SoftBank is big, but not big enough to threaten the solvency of the Gulf
states. Nobody has an incentive to bail out the Vision Fund apart from Masa.
He’s already raiding SoftBank's balance sheet.

The reason the bank line works is banks are highly leveraged. A small hole
blows the stack. That gives the $10bn borrower leverage over the trillion-
dollar bank. Not so with the Vision Fund, where the prime LPs are lending out
of equity and the employees are the ones leveraged.

------
nl
If you view SoftBank as a way for Saudi oil money to move out of the country
and into public markets at a ~30% discount it takes on a whole new
perspective.

------
alex34343
These people are very clever scammers, I started out with an "Oscar Ford"
telling that my initial investment of $US250 will be matched by him. Less than
one week later after he had manipulated the figures in my account to look like
i'm winning he said that if i put in $5000 i will get a contract to the effect
of being 30% insured, and because he never looses and invests in small amounts
my $5000 will be safe. Plus i could withdraw that money at any time I choose
with no issues. A few days later after he had my account reflecting a further
$10,000 in winnings, I was encouraged to put another $5000 towards anther
investment.
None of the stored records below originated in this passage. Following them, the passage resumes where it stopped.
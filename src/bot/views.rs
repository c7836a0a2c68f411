//! User-facing reply texts.

use crate::dispatch::DeliveryReport;
use crate::model::SubscriberModel;
use crate::monitor::MAX_INTERVAL_SECS;
use crate::monitor::MIN_INTERVAL_SECS;
use crate::monitor::MonitorStatus;
use crate::monitor::StartOutcome;
use crate::monitor::StopOutcome;

pub fn welcome() -> String {
    "👋 Hello! I watch the appointment page and shout when slots open up.\n\
     Use /subscribe to get notified and /help to see everything I can do."
        .to_string()
}

pub fn help() -> String {
    "Available commands:\n\
     /status - what the monitor is doing\n\
     /subscribe - receive slot notifications\n\
     /unsubscribe - stop receiving notifications\n\
     /start_monitor [seconds] - start checking (subscribers only)\n\
     /stop_monitor - stop checking (subscribers only)\n\
     /set_interval <seconds> - change how often I check\n\
     /list_subscribers - list active subscribers (admins only)\n\
     /test - send a test notification to everyone (admins only)"
        .to_string()
}

pub fn status(status: &MonitorStatus, delivery: Option<&DeliveryReport>) -> String {
    let mut text = String::from("📊 Monitor status\n");

    text.push_str(&format!(
        "Running: {}\n",
        if status.running { "yes" } else { "no" }
    ));
    text.push_str(&format!("Interval: {}s\n", status.interval.as_secs()));

    match (status.last_checked_at, status.last_status) {
        (Some(at), Some(last)) => {
            text.push_str(&format!(
                "Last check: {} UTC ({last})\n",
                at.format("%Y-%m-%d %H:%M:%S")
            ));
        }
        _ => text.push_str("Last check: never\n"),
    }

    if let Some(detail) = &status.last_detail {
        text.push_str(&format!("Detail: {detail}\n"));
    }
    if status.consecutive_errors > 0 {
        text.push_str(&format!("Errors in a row: {}\n", status.consecutive_errors));
    }
    if let Some(path) = &status.last_evidence_path {
        text.push_str(&format!("Evidence: {path}\n"));
    }
    if let Some(report) = delivery {
        text.push_str(&format!(
            "Last notification: {} sent, {} failed at {} UTC\n",
            report.sent,
            report.failed,
            report.at.format("%Y-%m-%d %H:%M:%S")
        ));
    }

    text.trim_end().to_string()
}

pub fn subscribed(already: bool) -> String {
    if already {
        "ℹ️ You are already subscribed.".to_string()
    } else {
        "✅ Subscribed! You will hear from me when slots appear.".to_string()
    }
}

pub fn unsubscribed(was_subscribed: bool) -> String {
    if was_subscribed {
        "👋 Unsubscribed. You will not receive further notifications.".to_string()
    } else {
        "ℹ️ You were not subscribed.".to_string()
    }
}

pub fn monitor_started(outcome: &StartOutcome) -> String {
    match outcome {
        StartOutcome::Started { interval } => {
            format!("▶️ Monitoring started. Checking every {}s.", interval.as_secs())
        }
        StartOutcome::AlreadyRunning { interval } => {
            format!(
                "ℹ️ Monitoring is already running. Interval is now {}s.",
                interval.as_secs()
            )
        }
    }
}

pub fn monitor_stopped(outcome: &StopOutcome) -> String {
    match outcome {
        StopOutcome::Stopped => "⏹️ Monitoring stopped.".to_string(),
        StopOutcome::NotRunning => "ℹ️ Monitoring is not running.".to_string(),
    }
}

pub fn interval_set(secs: u64) -> String {
    format!("⏱️ Interval set to {secs}s.")
}

pub fn invalid_interval(got: u64) -> String {
    format!(
        "⚠️ The interval must be between {MIN_INTERVAL_SECS}s and {MAX_INTERVAL_SECS}s; got {got}s."
    )
}

pub fn invalid_argument(parameter: &str, reason: &str) -> String {
    format!("⚠️ Invalid {parameter}: {reason}")
}

pub fn subscriber_list(subscribers: &[SubscriberModel]) -> String {
    if subscribers.is_empty() {
        return "👥 No active subscribers.".to_string();
    }

    let mut text = format!("👥 Active subscribers ({}):\n", subscribers.len());
    for subscriber in subscribers {
        text.push_str(&format!(
            "• {} ({}), since {}\n",
            subscriber.chat_id,
            subscriber.role,
            subscriber.subscribed_at.format("%Y-%m-%d")
        ));
    }
    text.trim_end().to_string()
}

pub fn test_sent(report: &DeliveryReport) -> String {
    format!(
        "🔔 Test sent to {} chats ({} failed).",
        report.sent, report.failed
    )
}

pub fn must_subscribe() -> String {
    "🔒 You need an active subscription to control monitoring. Use /subscribe first.".to_string()
}

pub fn admin_only() -> String {
    "🔒 This command is restricted to admins.".to_string()
}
This time my money is 100% insured and again i could withdraw at
any time. My account got to around $26,000 in about 2 weeks and i needed to
withdraw as we had agreed that I needed the $10,000 at a particular date. At
this time i stopped hearing from him because he had tried to convince me that
making a withdrawal takes away the benefit of insurance etc. I insisted
because i needed the money. My account went up again to over $30,000. I
started to contact support in order to make my withdrawal. After a while they
became very rude, the person i was trying to plead with to give Oscar my
message told me that i was giving him attitude. then as i continued to call,
Mr Oscar Ford called me back to say he had just came out of an i think 9 hrs
meeting and was fired because he had lost a client's $3000,000. It was a total
made up story and I knew it. Before the conversation, my account was over
$30,000. By the end of the conversation when i checked again it was suddenly
down to $1.00. This is a well laid out scam of a company and my hope here is
to help others to not be caught up in their lies like I did.thanks to
globalrefundsint dot com for the total recovery of my asset. When you ask to
withdraw then they will make you fill out forms confirming that you give them
the money hence there is no argument.

------
yanilkr
Lookup “central bank credit guidance”.

Japanese central bankers figured out a way of creating money for purposes that
are good for society. Like AI, Quantum computing or bio technology and any
other hyped up stuff you see on internet.

There were many bad consequences in the past because of money created that
way.

With the way SoftBank is giving away money, it looks like “smart credit
guidance” is still happening with out any public policy or public awareness.

------
zepearl
> _The Vision Fund reported an operating loss of $8.9 billion in October
> related to WeWork and Uber. The losses are especially concerning because of
> the financial structure of the fund, 40% of which takes the form of
> preferred stock that promises investors 7% per year. That interest works out
> to as much as $2.8 billion annually._

I'm not a believer of the Vision Fund (but it's just a subjective opinion -
I'm a pessimist).

> _When SoftBank announced that it expected to raise more than $100 billion
> for Vision Fund 2 in July, the firm touted corporate backers Microsoft,
> Amazon, Foxconn and several financial institutions. But it only mentioned
> one sovereign wealth fund, from the government of Kazakhstan, which has
> roughly $60 billion in assets - a far cry from the hundreds of billions
> controlled by PIF and Mubadala._

I watched a few documentaries about Kazakhstan last year (for no particular
reason - I was just randomly watching TV) and (technically) it seems to be a
nice country which has a nice mix of many climates (deserts, mountains, plains
-
[https://en.wikipedia.org/wiki/Kazakhstan](https://en.wikipedia.org/wiki/Kazakhstan)
) and has as well many natural resources (oil, gas, uranium, metals) and is
currently trying very hard to develop.

I remember that at that time I mentally wished them well, but when I read now
about their involvement in the Vision Fund I immediately thought "hopefully
they didn't bet too much on it"... .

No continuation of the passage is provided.